Additional progression is unlocked by collecting components that Rocket can use to augment Peter’s skills, increase health, etc. As the game progresses Peter’s signature blasters unlock additional secondary firing abilities such as freezing enemies delivering electric shocks (also useful for power things up) and pulling enemies towards him for a melee attack.
As players unlock more abilities, combat options increase. Once you get into the flow, combat encounters are quite good fun.
There are also some occasions where players control Quill’s ship, The Milano for some dogfighting combat. I’m not sure if this was an afterthought or not, but I found the controls awkward and I wonder how much of it was actually on rails.
The game’s writing and voice acting are the stars of the game. The script is funny, capturing the same humour as the movies. The incredible 80s soundtrack is another tip of the hat to the Marvel movies. Fighting possessed Novo Corp soldier to Rick Astley bought a smile to my face. There’s plenty of Marvel character name-dropping and easter eggs for players to find as well.

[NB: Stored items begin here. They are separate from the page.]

//! The database reader: drives the grammar of top-level statements.
//!
//! The reader pulls tokens from a [`TokenStream`], maintains the pending
//! label slot, and dispatches on the statement keywords `$c $v $f $e $a $p
//! $d ${ $}`.  Declarations are wired into the [`FrameStack`]; each `$a` and
//! `$p` is captured as an [`Assertion`] into the global label map, and `$p`
//! proofs are handed to the verifier as they are read.
//!
//! Reading is strictly single pass.  The first error terminates the run.

use crate::diag::Diagnostic;
use crate::parser::{is_valid_label, TokenStream};
use crate::scopeck::FrameStack;
use crate::statement::{as_str, LabelEntry, Statement, Token};
use crate::util::HashMap;
use crate::verify::verify_proof;

type Result<T> = std::result::Result<T, Diagnostic>;

/// Options which affect how a database is read.
#[derive(Default, Debug, Clone)]
pub struct DbOptions {
    /// Proof verification is disabled until this label is bound.
    pub begin_label: Option<String>,
    /// Reading halts cleanly when this label is seen.
    pub stop_label: Option<String>,
}

/// A Metamath database in the process of being read and verified.
#[derive(Debug)]
pub struct Database {
    scopes: FrameStack,
    labels: HashMap<Token, LabelEntry>,
    begin_label: Option<Token>,
    stop_label: Option<Token>,
    verify_proofs: bool,
    assertion_count: usize,
    verified_count: usize,
}

impl Default for Database {
    fn default() -> Self {
        Database::new(DbOptions::default())
    }
}

impl Database {
    /// Creates an empty database.  With a `begin_label`, proof verification
    /// starts disabled.
    #[must_use]
    pub fn new(options: DbOptions) -> Database {
        Database {
            scopes: FrameStack::default(),
            labels: HashMap::default(),
            verify_proofs: options.begin_label.is_none(),
            begin_label: options.begin_label.map(|label| label.into_bytes().into()),
            stop_label: options.stop_label.map(|label| label.into_bytes().into()),
            assertion_count: 0,
            verified_count: 0,
        }
    }

    /// The recorded statement for a label, if any.
    #[must_use]
    pub fn label_entry(&self, label: &[u8]) -> Option<&LabelEntry> {
        self.labels.get(label)
    }

    /// Number of assertions (`$a` and `$p`) read.
    #[must_use]
    pub fn assertion_count(&self) -> usize {
        self.assertion_count
    }

    /// Number of proofs actually verified.
    #[must_use]
    pub fn verified_count(&self) -> usize {
        self.verified_count
    }

    /// Reads the whole token stream, verifying proofs as they appear.
    pub fn read(&mut self, stream: &mut TokenStream) -> Result<()> {
        let mut pending: Option<Token> = None;
        while let Some(tok) = stream.next()? {
            match &*tok {
                b"$c" => {
                    reject_label(&mut pending)?;
                    for sym in self.read_math("$c", stream, b"$.")? {
                        self.scopes.add_constant(sym)?;
                    }
                }
                b"$v" => {
                    reject_label(&mut pending)?;
                    for sym in self.read_math("$v", stream, b"$.")? {
                        self.scopes.add_variable(sym)?;
                    }
                }
                b"$f" => {
                    let label = pending.take().ok_or(Diagnostic::MissingLabel("$f"))?;
                    let stmt = self.read_math("$f", stream, b"$.")?;
                    if stmt.len() != 2 {
                        return Err(Diagnostic::BadFloating(stmt));
                    }
                    self.scopes
                        .add_floating(stmt[0].clone(), stmt[1].clone(), label.clone())?;
                    self.labels.insert(label, LabelEntry::Floating(stmt));
                }
                b"$e" => {
                    let label = pending.take().ok_or(Diagnostic::MissingLabel("$e"))?;
                    let stmt = self.read_math("$e", stream, b"$.")?;
                    if stmt.is_empty() {
                        return Err(Diagnostic::EmptyMathString("$e"));
                    }
                    self.scopes.add_essential(stmt.clone(), label.clone());
                    self.labels.insert(label, LabelEntry::Essential(stmt));
                }
                b"$a" => {
                    let label = pending.take().ok_or(Diagnostic::MissingLabel("$a"))?;
                    let stmt = self.read_math("$a", stream, b"$.")?;
                    if stmt.is_empty() {
                        return Err(Diagnostic::EmptyMathString("$a"));
                    }
                    let assertion = self.scopes.make_assertion(stmt);
                    self.labels.insert(label, LabelEntry::Axiom(assertion));
                    self.assertion_count += 1;
                }
                b"$p" => {
                    let label = pending.take().ok_or(Diagnostic::MissingLabel("$p"))?;
                    let conclusion = self.read_math("$p", stream, b"$=")?;
                    if conclusion.is_empty() {
                        return Err(Diagnostic::EmptyMathString("$p"));
                    }
                    let proof = read_proof(stream)?;
                    let assertion = self.scopes.make_assertion(conclusion);
                    if self.verify_proofs {
                        verify_proof(&self.labels, &self.scopes, &label, &assertion, &proof)?;
                        self.verified_count += 1;
                    }
                    self.labels.insert(label, LabelEntry::Provable(assertion));
                    self.assertion_count += 1;
                }
                b"$d" => {
                    reject_label(&mut pending)?;
                    let vars = self.read_math("$d", stream, b"$.")?;
                    self.scopes.add_disjoint(&vars);
                }
                b"${" => {
                    reject_label(&mut pending)?;
                    self.scopes.push();
                }
                b"$}" => {
                    reject_label(&mut pending)?;
                    if self.scopes.depth() == 1 {
                        return Err(Diagnostic::UnmatchedCloseGroup);
                    }
                    self.scopes.pop();
                }
                b"$)" => return Err(Diagnostic::StrayCommentEnd),
                _ if !tok.starts_with(b"$") => {
                    if let Some(first) = pending {
                        return Err(Diagnostic::RepeatedLabel(tok, first));
                    }
                    if self.stop_label.as_deref() == Some(&*tok) {
                        log::info!("stopping at label {}", as_str(&tok));
                        return self.finish();
                    }
                    if !is_valid_label(&tok) {
                        return Err(Diagnostic::BadLabel(tok));
                    }
                    if self.labels.contains_key(&tok) {
                        return Err(Diagnostic::DuplicateLabel(tok));
                    }
                    if self.begin_label.as_deref() == Some(&*tok) {
                        log::info!("verification enabled at label {}", as_str(&tok));
                        self.verify_proofs = true;
                    }
                    pending = Some(tok);
                }
                _ => return Err(Diagnostic::UnknownKeyword(tok)),
            }
        }
        if let Some(label) = pending {
            return Err(Diagnostic::SpuriousLabel(label));
        }
        if self.scopes.depth() > 1 {
            return Err(Diagnostic::UnclosedScope);
        }
        self.scopes.pop();
        self.finish()
    }

    fn finish(&self) -> Result<()> {
        log::info!(
            "{} assertions read, {} proofs verified",
            self.assertion_count,
            self.verified_count
        );
        Ok(())
    }

    /// Reads the math tokens of a statement up to the terminator.
    ///
    /// For `$d $e $a $p` statements every token must be an active symbol,
    /// and for `$e $a $p` every variable must be typed by an active `$f`.
    /// `$c $v $f` tokens are returned raw; the first two introduce new
    /// symbols and `$f` is validated by the frame stack when it is added.
    fn read_math(
        &self,
        kind: &'static str,
        stream: &mut TokenStream,
        terminator: &[u8],
    ) -> Result<Statement> {
        let mut stmt = Vec::new();
        loop {
            let tok = stream
                .next()?
                .ok_or(Diagnostic::UnclosedStatement(kind))?;
            if *tok == *terminator {
                break;
            }
            if matches!(kind, "$d" | "$e" | "$a" | "$p") {
                let is_var = self.scopes.lookup_variable(&tok);
                if !is_var && !self.scopes.lookup_constant(&tok) {
                    return Err(Diagnostic::NotActiveSymbol(tok));
                }
                if is_var && kind != "$d" && self.scopes.lookup_floating(&tok).is_none() {
                    return Err(Diagnostic::VariableMissingFloat(tok));
                }
            }
            stmt.push(tok);
        }
        log::debug!(
            "{kind} statement: {}",
            crate::statement::format_statement(&stmt)
        );
        Ok(stmt)
    }
}

/// Reads the proof token list of a `$p` statement, up to `$.`.  Proof tokens
/// are labels (or compressed-proof material), not math symbols, so no
/// activity checks apply.
fn read_proof(stream: &mut TokenStream) -> Result<Vec<Token>> {
    let mut proof = Vec::new();
    loop {
        let tok = stream
            .next()?
            .ok_or(Diagnostic::UnclosedStatement("$p"))?;
        if &*tok == b"$." {
            return Ok(proof);
        }
        proof.push(tok);
    }
}

fn reject_label(pending: &mut Option<Token>) -> Result<()> {
    match pending.take() {
        Some(label) => Err(Diagnostic::SpuriousLabel(label)),
        None => Ok(()),
    }
}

The game is visually stunning. The character models are fantastically animated (although I did spot some characters floating above the ground a little bit). The interior environments are a bit samey, but there are some impressive, vast vistas and interesting planets to explore.
Marvel’s Guardians of the Galaxy is, when viewed as the sum of its parts, a very impressive game. It’s easy to overlook the game’s linear gameplay, somewhat scrappy combat, and single directly controllable character when you add in the polished presentation and superb storytelling. This is a game with a lot of heart that fans are going to enjoy.
Marvel’s Guardians of the Galaxy is available now for Xbox Series X|S, Xbox One, PlayStation 5, PlayStation 4, and PC. A PC review copy was supplied by the game publisher for this review.